Para no faltar a la verdad, habría que
decir que yo no dormí en ningún momento de esa, bien o mal, memorable
noche. Desde el principio
sentía ese olor agazapado en la garganta; era como si esa hediondez a charco, a
cadáver de animal a orillas del río, no viniera de él sino que hirviera en mi
estomago y tratara de salirse por mi boca pero se quedara varado en mi
garganta. Juro que no
vomite por pura fuerza de carácter que tengo. Apretaba con todo ímpetu los
pulgares entre los demás dedos y cerraba los ojos. No quería mirarlo y, además,
así me costaba menos pensar en otra cosa, en algo tierno y fresco, en algo
dulce.

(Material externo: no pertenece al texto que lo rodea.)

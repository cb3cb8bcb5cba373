//! Call-frame bookkeeping
//!
//! One `CallFrame` per active function invocation, tracking where its code
//! lives, its instruction pointer, and where its locals start on the shared
//! value stack. Mirrors clox's `CallFrame` (`include/vm.h` territory in the
//! original C++ project) rather than allocating a Rust stack frame per call.

use neutron_core::{HeapId, Value};

/// Matches `original_source`'s `FRAMES_MAX`; deep native recursion in a
/// script hits this before it hits the host stack.
pub const FRAMES_MAX: usize = 256;
pub const STACK_MAX: usize = FRAMES_MAX * 256;

#[derive(Debug, Clone)]
pub struct CallFrame {
    pub closure: HeapId,
    pub ip: usize,
    pub stack_base: usize,
    /// Set when this frame is a class `init` method invoked through
    /// instantiation: the constructed instance, not whatever `init` itself
    /// returns, is what ends up on the stack when the frame pops.
    pub return_override: Option<Value>,
}

impl CallFrame {
    pub fn new(closure: HeapId, stack_base: usize) -> Self {
        Self { closure, ip: 0, stack_base, return_override: None }
    }
}

/// A still-unwinding `try` block: where to resume (`catch_ip`), and how far
/// to rewind the stack/frame depth so the catch body starts clean.
#[derive(Debug, Clone)]
pub struct TryHandler {
    pub catch_ip: usize,
    pub frame_depth: usize,
    pub stack_depth: usize,
}
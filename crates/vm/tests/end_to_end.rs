//! End-to-end compiler+VM scenarios
//!
//! Lexing/parsing live outside this workspace, so every program here is a
//! hand-built AST rather than source text. Each test exercises one full
//! compile-then-run round trip, the same boundary `neutron-cli` drives.

use neutron_compiler::ast::{BinaryOp, Expr, FunctionStmt, Literal, MatchArm, Param, Stmt, UnaryOp};
use neutron_compiler::{Compiler, CompilerConfig};
use neutron_core::{StringInterner, TypeTag, Value};
use neutron_vm::{Vm, VmConfig};

fn run(program: Vec<Stmt>) -> (Value, Vm) {
    let mut vm = Vm::new(StringInterner::new(), VmConfig::default());
    let (heap, interner) = vm.heap_and_interner_mut();
    let compiler = Compiler::new(heap, interner, CompilerConfig::default());
    let function = compiler.compile_program(&program).expect("program should compile");
    let result = vm.interpret(function).expect("program should run without an uncaught exception");
    (result, vm)
}

fn num(n: f64) -> Expr {
    Expr::Literal(Literal::Number(n))
}

fn var(name: &str, line: u32) -> Expr {
    Expr::Variable { name: name.to_string(), line }
}

fn binary(op: BinaryOp, left: Expr, right: Expr, line: u32) -> Expr {
    Expr::Binary { op, left: Box::new(left), right: Box::new(right), line }
}

#[test]
fn a_closure_captures_its_defining_scope_by_reference() {
    // let make_counter = function() {
    //   var count = 0;
    //   return function() { count = count + 1; return count; };
    // };
    // let counter = make_counter();
    // counter();
    // return counter();
    let inner = Stmt::Return {
        value: Some(Expr::Assign {
            name: "count".to_string(),
            value: Box::new(binary(BinaryOp::Add, var("count", 1), num(1.0), 1)),
            line: 1,
        }),
        line: 1,
    };
    let make_counter_body = vec![
        Stmt::Var { name: "count".to_string(), type_annotation: None, init: Some(num(0.0)), line: 1 },
        Stmt::Return {
            value: Some(Expr::Function { name: None, params: vec![], body: vec![inner], line: 1 }),
            line: 1,
        },
    ];
    let program = vec![
        Stmt::Var {
            name: "make_counter".to_string(),
            type_annotation: None,
            init: Some(Expr::Function { name: None, params: vec![], body: make_counter_body, line: 1 }),
            line: 1,
        },
        Stmt::Var {
            name: "counter".to_string(),
            type_annotation: None,
            init: Some(Expr::Call { callee: Box::new(var("make_counter", 2)), args: vec![], line: 2 }),
            line: 2,
        },
        Stmt::Expression(Expr::Call { callee: Box::new(var("counter", 3)), args: vec![], line: 3 }),
        Stmt::Return {
            value: Some(Expr::Call { callee: Box::new(var("counter", 4)), args: vec![], line: 4 }),
            line: 4,
        },
    ];

    let (result, _vm) = run(program);
    assert_eq!(result, Value::Number(2.0));
}

#[test]
fn class_init_sets_a_field_and_a_method_reads_it() {
    // class Point {
    //   init(x) { this.x = x; }
    //   getX() { return this.x; }
    // }
    // let p = Point(7);
    // return p.getX();
    let init = FunctionStmt {
        name: "init".to_string(),
        params: vec![Param { name: "x".to_string(), type_annotation: None }],
        body: vec![Stmt::Expression(Expr::MemberSet {
            object: Box::new(Expr::This { line: 1 }),
            name: "x".to_string(),
            value: Box::new(var("x", 1)),
            line: 1,
        })],
        line: 1,
    };
    let get_x = FunctionStmt {
        name: "getX".to_string(),
        params: vec![],
        body: vec![Stmt::Return {
            value: Some(Expr::Member { object: Box::new(Expr::This { line: 2 }), name: "x".to_string(), line: 2 }),
            line: 2,
        }],
        line: 2,
    };
    let program = vec![
        Stmt::Class { name: "Point".to_string(), methods: vec![init, get_x], line: 1 },
        Stmt::Var {
            name: "p".to_string(),
            type_annotation: None,
            init: Some(Expr::Call { callee: Box::new(var("Point", 3)), args: vec![num(7.0)], line: 3 }),
            line: 3,
        },
        Stmt::Return {
            value: Some(Expr::Call {
                callee: Box::new(Expr::Member { object: Box::new(var("p", 4)), name: "getX".to_string(), line: 4 }),
                args: vec![],
                line: 4,
            }),
            line: 4,
        },
    ];

    let (result, _vm) = run(program);
    assert_eq!(result, Value::Number(7.0));
}

#[test]
fn try_catch_recovers_from_a_thrown_value_and_runs_finally() {
    // var log = "";
    // try {
    //   throw "boom";
    // } catch (e) {
    //   log = log + e;
    // } finally {
    //   log = log + "!";
    // }
    // return log;
    let program = vec![
        Stmt::Var { name: "log".to_string(), type_annotation: None, init: Some(Expr::Literal(Literal::String(String::new()))), line: 1 },
        Stmt::Try {
            body: vec![Stmt::Throw(Expr::Literal(Literal::String("boom".to_string())), 2)],
            catch_var: Some("e".to_string()),
            catch_body: vec![Stmt::Expression(Expr::Assign {
                name: "log".to_string(),
                value: Box::new(binary(BinaryOp::Add, var("log", 3), var("e", 3), 3)),
                line: 3,
            })],
            finally: Some(vec![Stmt::Expression(Expr::Assign {
                name: "log".to_string(),
                value: Box::new(binary(BinaryOp::Add, var("log", 4), Expr::Literal(Literal::String("!".to_string())), 4)),
                line: 4,
            })]),
            line: 2,
        },
        Stmt::Return { value: Some(var("log", 5)), line: 5 },
    ];

    let (result, vm) = run(program);
    assert_eq!(result.stringify(vm.heap()), "boom!");
}

#[test]
fn a_safe_var_decl_rejects_a_mismatched_initializer() {
    // safe {
    //   var n: number = "not a number";
    // }
    let program = vec![Stmt::Safe(vec![Stmt::Var {
        name: "n".to_string(),
        type_annotation: Some(TypeTag::Number),
        init: Some(Expr::Literal(Literal::String("not a number".to_string()))),
        line: 1,
    }])];

    let mut vm = Vm::new(StringInterner::new(), VmConfig::default());
    let (heap, interner) = vm.heap_and_interner_mut();
    let compiler = Compiler::new(heap, interner, CompilerConfig::default());
    let function = compiler.compile_program(&program).expect("program should compile");
    let result = vm.interpret(function);
    assert!(result.is_err(), "assigning a string to a safe-declared number local should raise a type error");
}

#[test]
fn division_by_zero_is_an_uncaught_runtime_error_without_a_handler() {
    let program = vec![Stmt::Return { value: Some(binary(BinaryOp::Div, num(1.0), num(0.0), 1)), line: 1 }];
    let mut vm = Vm::new(StringInterner::new(), VmConfig::default());
    let (heap, interner) = vm.heap_and_interner_mut();
    let compiler = Compiler::new(heap, interner, CompilerConfig::default());
    let function = compiler.compile_program(&program).expect("program should compile");
    let err = vm.interpret(function).expect_err("division by zero should propagate as an error");
    assert_eq!(err.kind, neutron_core::RuntimeErrorKind::Uncaught);
}

#[test]
fn a_match_statement_runs_only_the_matching_arm() {
    // var result = 0;
    // match (2) {
    //   1 => { result = 10; }
    //   2 => { result = 20; }
    // }
    // return result;
    let program = vec![
        Stmt::Var { name: "result".to_string(), type_annotation: None, init: Some(num(0.0)), line: 1 },
        Stmt::Match {
            scrutinee: num(2.0),
            arms: vec![
                MatchArm {
                    pattern: num(1.0),
                    body: vec![Stmt::Expression(Expr::Assign { name: "result".to_string(), value: Box::new(num(10.0)), line: 2 })],
                },
                MatchArm {
                    pattern: num(2.0),
                    body: vec![Stmt::Expression(Expr::Assign { name: "result".to_string(), value: Box::new(num(20.0)), line: 3 })],
                },
            ],
            line: 2,
        },
        Stmt::Return { value: Some(var("result", 4)), line: 4 },
    ];

    let (result, _vm) = run(program);
    assert_eq!(result, Value::Number(20.0));
}

#[test]
fn unary_not_and_negate_compose() {
    let program = vec![Stmt::Return {
        value: Some(Expr::Unary {
            op: UnaryOp::Not,
            operand: Box::new(Expr::Unary { op: UnaryOp::Neg, operand: Box::new(num(0.0)), line: 1 }),
            line: 1,
        }),
        line: 1,
    }];
    let (result, _vm) = run(program);
    // -0.0 is falsy only if it were nil/false; numbers (including 0 and -0)
    // are truthy, so !(-0) is false.
    assert_eq!(result, Value::Bool(false));
}
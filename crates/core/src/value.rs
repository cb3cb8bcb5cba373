//! Value: what the language talks about
//!
//! A tagged union over every runtime value. Heap-resident variants carry
//! a `HeapId` into the owning Process's `Heap`; `String` and `NativeFn` are
//! `Rc`-shared since neither can participate in a cycle (an interned string
//! has no outgoing references, and a native function's captured state, if
//! any, lives on the Rust side, not in the scripted heap).

use crate::errors::RuntimeError;
use crate::heap::{Heap, HeapId, HeapObject};
use crate::strings::{ObjString, StringInterner};
use std::fmt;
use std::rc::Rc;

/// Minimal surface a native function needs back from its caller: heap
/// access to build return values, and the ability to re-enter the VM's call
/// path (needed so `map`/`filter`/`reduce` can invoke a callback `Value`
/// rather than stubbing "not implemented").
pub trait NativeContext {
    fn heap_mut(&mut self) -> &mut Heap;
    fn interner(&self) -> &StringInterner;
    fn call_value(&mut self, callee: &Value, args: &[Value]) -> Result<Value, RuntimeError>;
}

pub type NativeFnBody = dyn Fn(&mut dyn NativeContext, &[Value]) -> Result<Value, RuntimeError>;

pub struct NativeFnObj {
    pub name: Rc<ObjString>,
    pub arity: Option<usize>,
    pub func: Rc<NativeFnBody>,
}

impl fmt::Debug for NativeFnObj {
    fn fmt(&self, f: &mut fmt::Formatter<'_>) -> fmt::Result {
        f.debug_struct("NativeFnObj").field("name", &self.name.as_str()).finish()
    }
}

impl PartialEq for NativeFnObj {
    fn eq(&self, other: &Self) -> bool {
        Rc::ptr_eq(&self.func, &other.func)
    }
}

#[derive(Debug, Clone)]
pub enum Value {
    Nil,
    Bool(bool),
    Number(f64),
    String(Rc<ObjString>),
    Array(HeapId),
    Map(HeapId),
    Function(HeapId),
    Closure(HeapId),
    NativeFn(Rc<NativeFnObj>),
    Class(HeapId),
    Instance(HeapId),
    BoundMethod(HeapId),
    Module(HeapId),
    Buffer(HeapId),
}

impl Value {
    pub fn is_truthy(&self) -> bool {
        !matches!(self, Value::Nil | Value::Bool(false))
    }

    pub fn is_callable(&self) -> bool {
        matches!(
            self,
            Value::Function(_) | Value::Closure(_) | Value::NativeFn(_) | Value::Class(_) | Value::BoundMethod(_)
        )
    }

    pub fn type_name(&self) -> &'static str {
        match self {
            Value::Nil => "nil",
            Value::Bool(_) => "bool",
            Value::Number(_) => "number",
            Value::String(_) => "string",
            Value::Array(_) => "array",
            Value::Map(_) => "map",
            Value::Function(_) | Value::Closure(_) | Value::NativeFn(_) => "function",
            Value::Class(_) => "class",
            Value::Instance(_) => "instance",
            Value::BoundMethod(_) => "bound_method",
            Value::Module(_) => "module",
            Value::Buffer(_) => "buffer",
        }
    }

    /// Append any `HeapId`s reachable directly from this value, for the
    /// collector's mark phase.
    pub(crate) fn heap_children(&self, into: &mut Vec<HeapId>) {
        match self {
            Value::Array(id)
            | Value::Map(id)
            | Value::Function(id)
            | Value::Closure(id)
            | Value::Class(id)
            | Value::Instance(id)
            | Value::BoundMethod(id)
            | Value::Module(id)
            | Value::Buffer(id) => into.push(*id),
            Value::Nil | Value::Bool(_) | Value::Number(_) | Value::String(_) | Value::NativeFn(_) => {}
        }
    }

    pub fn stringify(&self, heap: &Heap) -> String {
        match self {
            Value::Nil => "nil".to_string(),
            Value::Bool(b) => b.to_string(),
            Value::Number(n) => format_number(*n),
            Value::String(s) => s.as_str().to_string(),
            Value::Array(id) => match heap.get(*id) {
                HeapObject::Array(items) => {
                    let parts: Vec<String> = items.iter().map(|v| v.stringify(heap)).collect();
                    format!("[{}]", parts.join(", "))
                }
                _ => unreachable!("Array HeapId must resolve to HeapObject::Array"),
            },
            Value::Map(id) => match heap.get(*id) {
                HeapObject::Map(map) => {
                    let parts: Vec<String> = map
                        .entries
                        .iter()
                        .map(|(k, v)| format!("{}: {}", k.as_str(), v.stringify(heap)))
                        .collect();
                    format!("{{{}}}", parts.join(", "))
                }
                _ => unreachable!("Map HeapId must resolve to HeapObject::Map"),
            },
            Value::Function(id) => match heap.get(*id) {
                HeapObject::Function(f) => format!("<fn {}>", function_name(f)),
                _ => unreachable!(),
            },
            Value::Closure(id) => match heap.get(*id) {
                HeapObject::Closure(c) => match heap.get(c.function) {
                    HeapObject::Function(f) => format!("<fn {}>", function_name(f)),
                    _ => unreachable!(),
                },
                _ => unreachable!(),
            },
            Value::NativeFn(n) => format!("<native fn {}>", n.name.as_str()),
            Value::Class(id) => match heap.get(*id) {
                HeapObject::Class(c) => format!("<class {}>", c.name.as_str()),
                _ => unreachable!(),
            },
            Value::Instance(id) => match heap.get(*id) {
                HeapObject::Instance(i) => match heap.get(i.class) {
                    HeapObject::Class(c) => format!("<instance {}>", c.name.as_str()),
                    _ => unreachable!(),
                },
                _ => unreachable!(),
            },
            Value::BoundMethod(id) => match heap.get(*id) {
                HeapObject::BoundMethod(_) => "<bound method>".to_string(),
                _ => unreachable!(),
            },
            Value::Module(id) => match heap.get(*id) {
                HeapObject::Module(m) => format!("<module {}>", m.name.as_str()),
                _ => unreachable!(),
            },
            Value::Buffer(id) => match heap.get(*id) {
                HeapObject::Buffer(b) => format!("<buffer {} bytes>", b.len()),
                _ => unreachable!(),
            },
        }
    }
}

fn format_number(n: f64) -> String {
    if n.is_nan() {
        "nan".to_string()
    } else if n.is_infinite() {
        if n > 0.0 { "inf".to_string() } else { "-inf".to_string() }
    } else if n.fract() == 0.0 && n.abs() < 1e15 {
        format!("{}", n as i64)
    } else {
        format!("{n}")
    }
}

fn function_name(f: &crate::heap::FunctionObj) -> &str {
    f.name.as_ref().map(|s| s.as_str()).unwrap_or("anonymous")
}

impl PartialEq for Value {
    fn eq(&self, other: &Self) -> bool {
        match (self, other) {
            (Value::Nil, Value::Nil) => true,
            (Value::Bool(a), Value::Bool(b)) => a == b,
            // Standard IEEE comparison: NaN != NaN. Interning and map-key
            // lookups treat numbers by bit value instead; see DESIGN.md.
            (Value::Number(a), Value::Number(b)) => a == b,
            (Value::String(a), Value::String(b)) => Rc::ptr_eq(a, b) || a.as_str() == b.as_str(),
            (Value::Array(a), Value::Array(b)) => a == b,
            (Value::Map(a), Value::Map(b)) => a == b,
            (Value::Function(a), Value::Function(b)) => a == b,
            (Value::Closure(a), Value::Closure(b)) => a == b,
            (Value::NativeFn(a), Value::NativeFn(b)) => Rc::ptr_eq(a, b),
            (Value::Class(a), Value::Class(b)) => a == b,
            (Value::Instance(a), Value::Instance(b)) => a == b,
            (Value::BoundMethod(a), Value::BoundMethod(b)) => a == b,
            (Value::Module(a), Value::Module(b)) => a == b,
            (Value::Buffer(a), Value::Buffer(b)) => a == b,
            _ => false,
        }
    }
}

#[cfg(test)]
mod tests {
    use super::*;

    #[test]
    fn nan_is_not_equal_to_itself() {
        let nan = Value::Number(f64::NAN);
        assert_ne!(nan, nan.clone());
    }

    #[test]
    fn nil_and_false_are_falsy() {
        assert!(!Value::Nil.is_truthy());
        assert!(!Value::Bool(false).is_truthy());
        assert!(Value::Number(0.0).is_truthy());
    }

    #[test]
    fn integral_numbers_stringify_without_decimal() {
        let heap = Heap::new();
        assert_eq!(Value::Number(3.0).stringify(&heap), "3");
        assert_eq!(Value::Number(3.5).stringify(&heap), "3.5");
    }
}
//! 設定とコマンドライン指定から照合器を組み立てる

use crate::cli::MatchArgs;
use crate::config::{validate_min_score, Config};
use crate::error::{CleanseError, Result};
use crate::loader::{load_catalog, load_rules};
use supplier_cleanse_common::{Resolver, Rule};

/// コマンドライン指定を設定に上書きした結果
pub fn effective_config(config: &Config, args: &MatchArgs) -> Result<Config> {
    let mut effective = config.clone();

    if let Some(catalog) = &args.catalog {
        effective.catalog_path = Some(catalog.clone());
    }
    if let Some(rules) = &args.rules {
        effective.rules_path = Some(rules.clone());
    }
    if args.no_rules {
        effective.rules_path = None;
    }
    if let Some(min_score) = args.min_score {
        validate_min_score(min_score)?;
        effective.min_score = min_score;
    }
    if let Some(strategy) = args.strategy {
        effective.strategy = strategy;
    }
    if let Some(analyzer) = args.analyzer {
        effective.analyzer = analyzer;
    }

    effective.validate()?;
    Ok(effective)
}

/// カタログ・ルールを読み込んで照合器を構築
pub fn build_resolver(config: &Config, args: &MatchArgs) -> Result<Resolver> {
    let config = effective_config(config, args)?;

    let catalog_path = config
        .catalog_path
        .as_deref()
        .ok_or_else(|| CleanseError::Config("カタログファイルが指定されていません".into()))?;
    let catalog = load_catalog(catalog_path)?;

    let rules: Vec<Rule> = match config.rules_path.as_deref() {
        Some(path) => load_rules(path)?,
        None => Vec::new(),
    };

    tracing::debug!(
        catalog = catalog.len(),
        rules = rules.len(),
        strategy = %config.strategy,
        min_score = config.min_score,
        "照合器を構築"
    );

    let resolver = Resolver::builder(&catalog)
        .rules(&rules)
        .min_score(config.min_score)
        .strategy(config.index_strategy())
        .cleanser(config.cleanser())
        .build()?;

    Ok(resolver)
}
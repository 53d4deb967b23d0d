use crate::batch::BatchReport;
use crate::error::Result;
use std::path::Path;

/// CSV出力（入力の列 + resolved_name / match_source / match_score）
pub fn write_csv(report: &BatchReport, output: &Path, delimiter: u8) -> Result<()> {
    let mut writer = ::csv::WriterBuilder::new()
        .delimiter(delimiter)
        .from_path(output)?;

    writer.write_record(report.output_headers())?;
    for row in &report.rows {
        writer.write_record(report.output_row(row))?;
    }
    writer.flush()?;
    Ok(())
}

Entre más fuerte
aprisionara los pulgares, se hacía más vívida la imagen de mi abuela y su torta
de ahuyama fuera del horno mágico enfriándose sobre la nevera. Si los apretaba más, hasta que me
doliera, alcanzaba a sentir el olor, la textura de un pedazo de torta
deshaciéndose en mis manos, llegando incluso a rozar mis labios. Si no fuera porque eventualmente, por
puro dolor, tenía que relajar los dedos y volver a mi tortuosa situación, mi
dulce recuerdo de ahuyama estaría intacto. Si no fuera por ese olor de él, por su
sola presencia en mi pasado, aún sentiría mi boca inundada de saliva con solo
pensar en el color naranja, en el tenedor en las manos arrugadas de mi abuela
aplastando la ahuyama pastosa, en los pedacitos de bocadillo de guayaba fundido
dentro de la torta, la dulce torta. Pero no, ahora la ahuyama es él, es charco
sucio, es mala noche.
Para mí ese día había empezado como
todos los días, me había levantado con el primer rayo del sol y había dejado la
ducha para el medio día, porque al amanecer el pueblo está envuelto en una
neblina espesa que hiela hasta el ultimo hueso. Me lavé la cara y me vestí apurada
para ganarle por velocidad al frío. Para agarrar fuerzas me bastaba por esos
días con un café negro y un pan redondo, de esos que estaba cubiertos con una
mantequilla nevada de azúcar. Me
envolví en cuanta ropa de lana tenía y salí.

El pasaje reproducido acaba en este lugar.